You can download a PDF of this article from: How can M&A create value V3

What are the critical learnings in this article?

  • More than half of all deals destroy value for investors.
  • Focus on creating long-term value for the merged company’s ecosystem members, especially customers.
  • Create the VCO (Value Creation Officer) role. The VCO’s focus is on value creation.

What are the five types of companies doing M&A?

  • Traditional operating companies that will integrate talent, processes, technology, etc.
  • Private Equity firms, which control their companies, acquiring portfolio companies or add-ons to portfolio companies.
  • Venture Capital firms, which will be actively involved in the portfolio companies.
  • Financial investors, who will be passive and not actively involved.
  • SPACs (Special Purpose Acquisition Vehicle) and Search Funds.

Some of the comments below apply to every type of M&A, some apply only to some of the types.

More than half of all deals destroy value for investors.1

The root causes of M&A failure at the deal stage are:

  • The M&A target does not fit the business strategy and future business model.
  • Synergy estimates (both revenue and costs) are optimistic. Relevant external benchmarks are not used. No bottom-up analysis.
  • Weak due diligence.
  • Those accountable for delivering the benefits are not involved at the deal stage.

The root causes of M&A failure at the integration stage are:

  • Taking too long to put in place the leadership accountable for delivering results.
  • Poor change management.
  • Poor planning and execution.
  • Limited ongoing communications with stakeholders.
  • Losing customers.

The value of the integrated company must be greater than the value of the standalone companies.

I have had the luck to be at a board of directors meeting at which the newly appointed CFO presented the results of the company’s past acquisition to: the board and the newly appointed CEO. The combined sales and profits after the merged company were significantly lower than the pre-acquisition sales and profits.  I assume this is what led to appointing a new CFO and a new CEO.

Why are you doing M&A?

  • Support the purpose of your company.
  • Provide increased value to the members of your company’s current ecosystem and the future merged ecosystem. These members include: customers, employees, investors, suppliers, partners, the broader public etc. Some members may be negatively impacted (e.g. employees let go due to cost cutting).  You’ll also have the challenge of allocating value creation among the members.

How will you create long-term value?

#1 Increase the capabilities of your company’s talent pool to drive long-term value growth.  Talent includes everyone in your company, starting with the board of directors.  It’s possible you may have to exit inappropriate talent.

#2 Enable more customers to achieve more value from your company.

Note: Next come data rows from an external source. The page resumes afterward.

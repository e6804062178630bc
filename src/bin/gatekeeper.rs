use axum::{
    Json, Router,
    extract::{Query, State},
    http::StatusCode,
    response::{IntoResponse, Response},
    routing::get,
};
use serde::Deserialize;
use std::error::Error;
use std::process::ExitCode;
use std::sync::Arc;
use std::time::Duration;
use tokio::net::TcpListener;
use tracing::{error, info, warn};
use tracing_subscriber::{layer::SubscriberExt, util::SubscriberInitExt};
use vigil_core::broker::{RedisSink, RedisSource};
use vigil_core::error::StartupError;
use vigil_core::store::RedisCache;
use vigil_core::{Baseline, BoundaryBackend, Drain, EnsembleEngine, Pipeline, PipelineConfig, ZScoreBackend};

const DEFAULT_HTTP_ADDR: &str = "0.0.0.0:3000";
const DEFAULT_ALERT_LIMIT: usize = 10;
const ACK_TIMEOUT: Duration = Duration::from_secs(10);

type BoxError = Box<dyn Error>;

#[derive(Clone)]
struct AppState {
    pipeline: Arc<Pipeline>,
}

#[derive(Debug, Deserialize)]
struct AlertsQuery {
    limit: Option<usize>,
}

// --- Backends ---

/// Both reference backends over one baseline file, or untrained backends
/// when no baseline is configured.
fn load_engine() -> Result<EnsembleEngine, BoxError> {
    let (zscore, boundary) = match std::env::var("VIGIL_BASELINE_PATH") {
        Ok(path) => {
            let raw = std::fs::read_to_string(&path)?;
            let baseline: Baseline = serde_json::from_str(&raw)?;
            info!(path, features = baseline.features.len(), "Baseline loaded.");
            (ZScoreBackend::fitted(baseline.clone()), BoundaryBackend::fitted(baseline))
        }
        Err(_) => {
            warn!("VIGIL_BASELINE_PATH not set, backends are untrained.");
            (ZScoreBackend::untrained(), BoundaryBackend::untrained())
        }
    };
    Ok(EnsembleEngine::builder().backend(zscore).backend(boundary).build()?)
}

fn start_pipeline(config: PipelineConfig, engine: EnsembleEngine) -> Result<Pipeline, StartupError> {
    let mut source = RedisSource::connect(&config.broker_url, &config.topics.input, &config.consumer_group)?;
    source.recover()?;
    let sink = RedisSink::connect(&config.broker_url, config.replica_acks, ACK_TIMEOUT)?;
    let cache = RedisCache::connect(&config.cache_url)?;

    Pipeline::start(config, Arc::new(engine), Box::new(source), Arc::new(sink), Arc::new(cache))
}

// --- Handlers ---

async fn health(State(state): State<AppState>) -> Json<serde_json::Value> {
    let engine = state.pipeline.engine();
    let models_loaded = engine.is_ready();
    let running = state.pipeline.is_running();
    Json(serde_json::json!({
        "status": if running && models_loaded { "healthy" } else { "degraded" },
        "pipeline_running": running,
        "models_loaded": models_loaded,
        "backends": engine.backend_names().collect::<Vec<_>>(),
    }))
}

async fn metrics_handler(State(state): State<AppState>) -> Response {
    match state.pipeline.telemetry().encode() {
        Ok(text) => text.into_response(),
        Err(err) => (StatusCode::INTERNAL_SERVER_ERROR, err.to_string()).into_response(),
    }
}

async fn stats(State(state): State<AppState>) -> Response {
    match tokio::task::spawn_blocking(move || state.pipeline.metrics()).await {
        Ok(snapshot) => Json(snapshot).into_response(),
        Err(err) => (StatusCode::INTERNAL_SERVER_ERROR, err.to_string()).into_response(),
    }
}

async fn alerts(State(state): State<AppState>, Query(query): Query<AlertsQuery>) -> Response {
    let limit = query.limit.unwrap_or(DEFAULT_ALERT_LIMIT);
    match tokio::task::spawn_blocking(move || state.pipeline.recent_alerts(limit)).await {
        Ok(alerts) => Json(alerts).into_response(),
        Err(err) => (StatusCode::INTERNAL_SERVER_ERROR, err.to_string()).into_response(),
    }
}

// --- Main ---

fn router(pipeline: Arc<Pipeline>) -> Router {
    Router::new()
        .route("/health", get(health))
        .route("/metrics", get(metrics_handler))
        .route("/stats", get(stats))
        .route("/alerts", get(alerts))
        .with_state(AppState { pipeline })
}

async fn listen<F>(pipeline: Arc<Pipeline>, addr: &str, shutdown: F) -> Result<(), BoxError>
where
    F: Future<Output = ()> + Send + 'static,
{
    let listener = TcpListener::bind(addr).await?;
    info!(addr, "Gatekeeper listening.");
    axum::serve(listener, router(pipeline))
        .with_graceful_shutdown(shutdown)
        .await?;
    Ok(())
}

/// Serves until `shutdown` resolves or serving fails, then drains the
/// pipeline in both cases.
async fn serve<F>(pipeline: Pipeline, addr: &str, shutdown: F) -> Result<Option<Drain>, BoxError>
where
    F: Future<Output = ()> + Send + 'static,
{
    let pipeline = Arc::new(pipeline);
    let served = listen(pipeline.clone(), addr, shutdown).await;
    if let Err(err) = &served {
        error!(error = %err, "HTTP server failed, stopping pipeline");
    }

    // The router and its state are gone once `listen` returns.
    let drain = match Arc::into_inner(pipeline) {
        Some(pipeline) => Some(tokio::task::spawn_blocking(move || pipeline.stop()).await?),
        None => {
            warn!("Pipeline still shared at shutdown, skipping drain.");
            None
        }
    };
    served.map(|()| drain)
}

async fn run() -> Result<(), BoxError> {
    let config = PipelineConfig::from_env()?;
    let engine = load_engine()?;
    let pipeline = start_pipeline(config, engine)?;

    let addr = std::env::var("VIGIL_HTTP_ADDR").unwrap_or_else(|_| DEFAULT_HTTP_ADDR.to_string());
    let drain = serve(pipeline, &addr, async {
        if let Err(err) = tokio::signal::ctrl_c().await {
            error!(error = %err, "Failed to listen for Ctrl-C");
        }
        info!("Shutting down... (Waiting for queues to drain)");
    })
    .await?;
    info!(?drain, "Goodbye.");
    Ok(())
}

#[tokio::main]
async fn main() -> ExitCode {
    dotenvy::dotenv().ok();
    tracing_subscriber::registry()
        .with(tracing_subscriber::EnvFilter::try_from_default_env().unwrap_or_else(|_| "info".into()))
        .with(tracing_subscriber::fmt::layer())
        .init();

    info!("Starting Vigil Gatekeeper.");
    match run().await {
        Ok(()) => ExitCode::SUCCESS,
        Err(err) => {
            error!(error = %err, "Gatekeeper failed.");
            ExitCode::FAILURE
        }
    }
}

#[cfg(test)]
mod tests {
    use super::*;
    use std::sync::atomic::{AtomicBool, Ordering};
    use vigil_core::broker::{EventSink, MemoryBroker};
    use vigil_core::error::BrokerError;
    use vigil_core::store::MemoryCache;

    #[derive(Default)]
    struct ClosingSink {
        closed: AtomicBool,
    }

    impl EventSink for ClosingSink {
        fn send(&self, _topic: &str, _key: &str, _payload: &[u8]) -> Result<(), BrokerError> {
            Ok(())
        }

        fn close(&self) -> Result<(), BrokerError> {
            self.closed.store(true, Ordering::SeqCst);
            Ok(())
        }
    }

    fn pipeline(sink: Arc<ClosingSink>) -> Pipeline {
        let config = PipelineConfig {
            poll_interval: Duration::from_millis(10),
            ingest_poll_timeout: Duration::from_millis(10),
            ..Default::default()
        };
        let broker = MemoryBroker::new(1);
        let engine = EnsembleEngine::builder()
            .backend(ZScoreBackend::untrained())
            .build()
            .unwrap();
        Pipeline::start(
            config.clone(),
            Arc::new(engine),
            Box::new(broker.source(&config.topics.input, &config.consumer_group)),
            sink,
            Arc::new(MemoryCache::new()),
        )
        .unwrap()
    }

    #[tokio::test]
    async fn test_bind_failure_still_drains_pipeline() {
        let taken = std::net::TcpListener::bind("127.0.0.1:0").unwrap();
        let addr = taken.local_addr().unwrap().to_string();
        let sink = Arc::new(ClosingSink::default());

        let result = serve(pipeline(sink.clone()), &addr, std::future::pending()).await;
        assert!(result.is_err());
        assert!(sink.closed.load(Ordering::SeqCst));
    }

    #[tokio::test]
    async fn test_graceful_shutdown_drains_pipeline() {
        let sink = Arc::new(ClosingSink::default());
        let drain = serve(pipeline(sink.clone()), "127.0.0.1:0", async {}).await.unwrap();
        assert_eq!(drain, Some(Drain::Complete));
        assert!(sink.closed.load(Ordering::SeqCst));
    }
}
//! Scoring backend contract.
//!
//! A backend is trained out of band and is read-only at call time. The
//! ensemble treats any [`BackendError`] as recoverable and simply leaves
//! that backend out of the vote.

mod baseline;

pub use baseline::{Baseline, BoundaryBackend, FeatureStats, ZScoreBackend};

use crate::error::BackendError;
use crate::event::FeatureVector;
use serde::{Deserialize, Serialize};

/// Backend families the pipeline knows how to label.
#[derive(Debug, Clone, Copy, PartialEq, Eq, Serialize, Deserialize)]
#[serde(rename_all = "snake_case")]
pub enum BackendKind {
    Isolation,
    BoundaryDistance,
    ReconstructionError,
    StatisticalDeviation,
    Custom,
}

impl BackendKind {
    pub fn name(&self) -> &'static str {
        match self {
            Self::Isolation => "isolation",
            Self::BoundaryDistance => "boundary_distance",
            Self::ReconstructionError => "reconstruction_error",
            Self::StatisticalDeviation => "statistical_deviation",
            Self::Custom => "custom",
        }
    }
}

/// One backend's opinion about one event.
#[derive(Debug, Clone, PartialEq, Serialize, Deserialize)]
pub struct ScoringVerdict {
    pub backend_name: String,
    pub is_anomaly: bool,
    pub score: f64,
    /// Always within `[0, 1]` once built through [`ScoringVerdict::new`].
    pub confidence: f64,
    pub threshold: f64,
}

impl ScoringVerdict {
    pub fn new(
        backend_name: impl Into<String>,
        is_anomaly: bool,
        score: f64,
        confidence: f64,
        threshold: f64,
    ) -> Self {
        Self {
            backend_name: backend_name.into(),
            is_anomaly,
            score,
            confidence: clamp_confidence(confidence),
            threshold,
        }
    }
}

/// NaN confidence counts as zero.
pub fn clamp_confidence(confidence: f64) -> f64 {
    if confidence.is_nan() {
        0.0
    } else {
        confidence.clamp(0.0, 1.0)
    }
}

/// Trained anomaly scorer.
pub trait ScoringBackend: Send + Sync {
    fn name(&self) -> &str;

    fn kind(&self) -> BackendKind;

    /// Decision threshold fixed during training.
    fn threshold(&self) -> f64;

    fn is_ready(&self) -> bool {
        true
    }

    /// Fails with [`BackendError::Unready`] before training and with
    /// [`BackendError::Score`] on malformed feature vectors.
    fn score(&self, features: &FeatureVector) -> Result<ScoringVerdict, BackendError>;
}

/// Checks that every expected feature is present and finite.
pub fn require_features<'a, I>(
    backend: &str,
    expected: I,
    features: &FeatureVector,
) -> Result<(), BackendError>
where
    I: IntoIterator<Item = &'a String>,
{
    for name in expected {
        match features.get(name) {
            None => {
                return Err(BackendError::Score {
                    backend: backend.to_string(),
                    reason: format!("missing feature {name:?}"),
                });
            }
            Some(v) if !v.is_finite() => {
                return Err(BackendError::Score {
                    backend: backend.to_string(),
                    reason: format!("feature {name:?} is not finite ({v})"),
                });
            }
            Some(_) => {}
        }
    }
    Ok(())
}

#[cfg(test)]
mod tests {
    use super::*;

    #[test]
    fn test_verdict_confidence_is_clamped() {
        assert_eq!(ScoringVerdict::new("a", true, 3.0, 2.5, 1.0).confidence, 1.0);
        assert_eq!(ScoringVerdict::new("a", false, 0.1, -0.2, 1.0).confidence, 0.0);
        assert_eq!(ScoringVerdict::new("a", false, 0.1, f64::NAN, 1.0).confidence, 0.0);
        assert_eq!(ScoringVerdict::new("a", false, 0.1, 0.4, 1.0).confidence, 0.4);
    }

    #[test]
    fn test_require_features() {
        let expected = vec!["a".to_string(), "b".to_string()];
        let mut features = FeatureVector::new();
        features.insert("a".into(), 1.0);

        let err = require_features("z", &expected, &features).unwrap_err();
        assert!(matches!(err, BackendError::Score { ref reason, .. } if reason.contains("\"b\"")));

        features.insert("b".into(), f64::INFINITY);
        assert!(require_features("z", &expected, &features).is_err());

        features.insert("b".into(), 2.0);
        features.insert("extra".into(), 9.0);
        assert!(require_features("z", &expected, &features).is_ok());
    }
}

  • More customers with more problems and needs they are willing and able to pay to address.
  • More customers perceive your competitively differentiated value proposition.

You may have to exit some unprofitable customers.

#3 Enable key members of your company’s ecosystem to achieve value.

#4 Increase the ability of your new pool of assets to provide value.

  • Your assets include: Processes, technology, intellectual property, partner, suppliers, channels (marketing, sales, distribution).
  • Your new pool of assets may require a number of changes and exits. Duplication should be reduced. Assets which are obsolete or provide little or no value must be eliminated.

The M&A process may also require divestures of: assets, business functions, business units, subsidiaries, etc.

What will be your synergy targets?

Only 58% of acquiring companies publicly announce synergy targets.  Of those that do announce synergy targets, only 29% update investors regarding progress against targets. Successful acquirers have higher internal targets than what is externally communicated.1

What are your next steps?

Your next steps depends upon what type of company you are what type of M&A you are contemplating.  In call cases, you need the VCO (Value Creation Officer) role, which is focused on the achievement of long-term value from M&A.  The VCO recommend the structure, processes, talent, and decision making principle required. The VCO has no decision making authority. If your company decides to ignore the advice of the VCO, you increase the chances of failure.

Some of the things the VCO will consider include

  • As soon as you start thinking about M&A, create the VCO (Value Creation Officer) role. The VCO is focused on creating long-term value from M&A.
  • The VCO will: outline the overall stages and journey of M&A, ranging from first considering M&A through to the eventual achievement of value; outline how Value Creation should be built into the M&A process; not be a decision maker but will suggest the decision making process and criteria (utilize existing governance structures as much as possible); be a temporary role, and without any direct full-time reports.
  • Help define the decision making principles, process, and participants for each stage of the overall M&A process. Decisions will have to be made regarding the allocation of value creation, and value destruction, to the members of your company’s ecosystem.
  • Outline the purpose of your company and of the post-merger company.
  • Document the purpose of M&A.
  • Describe the ecosystem members of the merged company and the impact on them of the merger. Model how much more value will be created by the merged company compared to the standalone companies.
  • Describe your approach for creating long-term value.
  • Describe why you’ll be able to create more value than competing bidders.
  • Help determine the maximum amount you are willing to pay. This will depend upon the terms and conditions.
  • Outline the various teams e.g. deal team, integration team, talent team, due diligence team. There may be multiple teams e.g. the talent team addressing changes to the board of directors may be different from the team addressing the C-Suite which may be different from the team addressing customer contact centre. Each team is accountable for the creation of their plan and achievement of the benefits arising from plan execution.

The scope of the plans may include changes to: board of directors, C-Suite, talent throughout the company, the organization structure,  processes, technology, channels, partners, etc.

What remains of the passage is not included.